Terra lembra que preço é um aspecto do modelo da Shein, mas que a empresa ainda pode compensar eventual perda de competitividade em preço com a força da marca.
Diz que, para a camada mais jovem de consumidores, essa forma de vender em site e “app” num visual “meio Tik Tok”, com cara de “games” e percepção de oferta e promoções o tempo todo, cria uma boa experiência de compra e clientes ativos. Isso pode ajudar nesse processo de nacionalização da venda.
“Talvez, até intensifiquem essa pegada ‘Tik Tok’ e esse jeito de vender com cara de game para reforçar a percepção de que são competitivos”, diz.
Brasileiro vendendo produto chinês entra como “nacionalização” das vendas?

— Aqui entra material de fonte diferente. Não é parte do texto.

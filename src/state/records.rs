//! Serialized form of a user's catalog graph
//!
//! A user's albums, photos and tags are stored as one JSON document. Each
//! distinct photo is written once in `photos`; albums refer to photos by their
//! index in that list, so a photo filed in two albums comes back as one shared
//! handle after loading.
use std::collections::HashMap;

use chrono::{DateTime, NaiveDateTime, Utc};
use serde::{Deserialize, Serialize};

use crate::error::{CatalogError, CatalogResult};
use crate::model::{AccountKind, Album, Photo, SharedPhoto, Tag, TagTypes, User};

/// Bumped whenever the document layout changes incompatibly
pub const FORMAT_VERSION: u32 = 1;

#[derive(Serialize, Deserialize, Debug, Clone, PartialEq)]
pub struct UserRecord {
    pub format: u32,
    pub username: String,
    pub kind: AccountKind,
    pub tag_types: TagTypes,
    pub photos: Vec<PhotoRecord>,
    pub albums: Vec<AlbumRecord>,
}

#[derive(Serialize, Deserialize, Debug, Clone, PartialEq)]
pub struct PhotoRecord {
    pub file_path: String,
    #[serde(default, skip_serializing_if = "Option::is_none")]
    pub caption: Option<String>,
    pub timestamp: NaiveDateTime,
    #[serde(default)]
    pub tags: Vec<TagRecord>,
}

#[derive(Serialize, Deserialize, Debug, Clone, PartialEq)]
pub struct TagRecord {
    #[serde(rename = "type")]
    pub type_name: String,
    pub value: String,
}

#[derive(Serialize, Deserialize, Debug, Clone, PartialEq)]
pub struct AlbumRecord {
    pub name: String,
    pub date_created: DateTime<Utc>,
    pub date_modified: DateTime<Utc>,
    /// Indices into [`UserRecord::photos`], in album order
    pub photos: Vec<usize>,
}

impl UserRecord {
    /// Flatten a user's graph, writing every shared photo once
    pub fn from_user(user: &User) -> Self {
        let mut index_of = HashMap::new();
        let mut photos = Vec::new();
        let mut albums = Vec::with_capacity(user.albums().len());

        for album in user.albums() {
            let mut indices = Vec::with_capacity(album.num_photos());
            for photo in album.photos() {
                let index = *index_of.entry(photo.as_ptr()).or_insert_with(|| {
                    photos.push(PhotoRecord::from_photo(&photo.borrow()));
                    photos.len() - 1
                });
                indices.push(index);
            }
            albums.push(AlbumRecord {
                name: album.name().to_string(),
                date_created: album.date_created(),
                date_modified: album.date_modified(),
                photos: indices,
            });
        }

        Self {
            format: FORMAT_VERSION,
            username: user.username().to_string(),
            kind: user.kind(),
            tag_types: user.tag_types().clone(),
            photos,
            albums,
        }
    }

    /// Rebuild the user graph, validating every reference.
    ///
    /// `username` is the key the record was stored under.
    pub fn into_user(self, username: &str) -> CatalogResult<User> {
        if self.format != FORMAT_VERSION {
            return Err(CatalogError::corrupt(
                username,
                format!("unsupported format version {}", self.format),
            ));
        }
        if self.username != username {
            return Err(CatalogError::corrupt(
                username,
                format!("record belongs to '{}'", self.username),
            ));
        }
        self.tag_types
            .validate()
            .map_err(|e| CatalogError::corrupt(username, e.to_string()))?;

        let photos = self
            .photos
            .into_iter()
            .map(|record| record.into_photo(username).map(SharedPhoto::new))
            .collect::<CatalogResult<Vec<_>>>()?;

        let mut albums: Vec<Album> = Vec::with_capacity(self.albums.len());
        for record in self.albums {
            if albums.iter().any(|a| a.name() == record.name) {
                return Err(CatalogError::corrupt(
                    username,
                    format!("duplicate album name '{}'", record.name),
                ));
            }
            let mut members: Vec<SharedPhoto> = Vec::with_capacity(record.photos.len());
            for index in record.photos {
                let photo = photos.get(index).ok_or_else(|| {
                    CatalogError::corrupt(
                        username,
                        format!("album '{}' references missing photo #{}", record.name, index),
                    )
                })?;
                if members.contains(photo) {
                    return Err(CatalogError::corrupt(
                        username,
                        format!("album '{}' lists photo #{} twice", record.name, index),
                    ));
                }
                members.push(photo.clone());
            }
            albums.push(Album::from_parts(
                record.name,
                members,
                record.date_created,
                record.date_modified,
            ));
        }

        Ok(User::from_parts(self.username, self.kind, albums, self.tag_types))
    }

    /// Convert to JSON string for database storage
    pub fn to_json(&self) -> Result<String, serde_json::Error> {
        serde_json::to_string(self)
    }

    /// Parse from JSON string (from database)
    pub fn from_json(json: &str) -> Result<Self, serde_json::Error> {
        serde_json::from_str(json)
    }
}

impl PhotoRecord {
    fn from_photo(photo: &Photo) -> Self {
        Self {
            file_path: photo.file_path().to_string(),
            caption: photo.caption().map(str::to_string),
            timestamp: photo.timestamp(),
            tags: photo
                .tags()
                .iter()
                .map(|t| TagRecord {
                    type_name: t.type_name().to_string(),
                    value: t.value().to_string(),
                })
                .collect(),
        }
    }

    fn into_photo(self, username: &str) -> CatalogResult<Photo> {
        let mut tags: Vec<Tag> = Vec::with_capacity(self.tags.len());
        for record in self.tags {
            let tag = Tag::new(record.type_name, record.value)
                .map_err(|e| CatalogError::corrupt(username, e.to_string()))?;
            if tags.contains(&tag) {
                return Err(CatalogError::corrupt(
                    username,
                    format!("photo '{}' carries tag '{}' twice", self.file_path, tag),
                ));
            }
            tags.push(tag);
        }
        Ok(Photo::from_parts(self.file_path, self.caption, self.timestamp, tags))
    }
}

Outra dúvida é o que o acordo anunciado considera como produção local, para chegar nesses 85%. Um grande lojista de moda de marketplace lembra que centenas de vendedores brasileiros compram produtos da China pela Shein e revendem aqui as mercadorias na plataforma da Shein, e que a empresa inclusive incentiva essa compra.
Se isso entrar como nacionalização vai ser fácil aumentar a taxa hoje, que é mínima, diz ele. “E na prática, ainda é tudo venda de produto chinês, e não brasileiro”, afirma. A Shein não informa os critérios para as estimativas dessa nacionalização — o patamar de 85% seria alcançado em 2027.
Considerando projeções de bancos de que a venda anual está em até R$ 8 bilhões, equivaleria a vender em mercadorias locais cerca de R$ 6,8 bilhões hoje.
Uma fonte a par das conversas diz que, pelo já discutido, nem todos os 85% de nacionalização serão produtos comercializados no país. “O plano é que 85% das vendas sejam de produção local, então pode ser fabricação nossa vendida do Brasil para América Latina”, diz ele.
Como a plataforma vai pagar imposto no lugar do consumidor? E para que faixa de produto?
Outro anúncio na quinta, do ministro da Fazenda, referiu-se à discussão de implementar no país o sistema “digital tax”. Pelo sistema de pagamento digital de impostos, na hora da compra de produtos estrangeiros, o tributo sai discriminado como um item a ser pago já na hora de quitá-lo.
Haddad disse que quem arcará com esse pagamento de imposto é o vendedor — seja o vendedor chinês que tem uma loja on-line ou a plataforma mesmo.
Não mencionou prazos e a faixa de preço da compra para que a loja pague o imposto. Mas disse que a Shein (e outras plataformas asiáticas) concordaram com isso.
Há diferentes modelos de imposto digital, inclusive com o consumidor pagando essa conta.
O que parece confuso ainda é a razão pela qual as empresas estrangeiras bancariam esse pagamento, e o efeito em seus modelos de operação.
Além disso, se o vendedor é que paga, o lojista estrangeiro (que tem “lojinhas” dentro da plataforma da Shein, Shopee, Aliexpress, etc) teria que absorver esse custo. E pode repassar isso a preço, se quiser. Cabe só a ele decidir.
Haddad diz que a Shein afirmou que não vai repassar isso ao consumidor. É sempre uma decisão de empresa privada, que define metas de receita, “share” e rentabilidade, e revisa isso constantemente com acionistas e diretoria.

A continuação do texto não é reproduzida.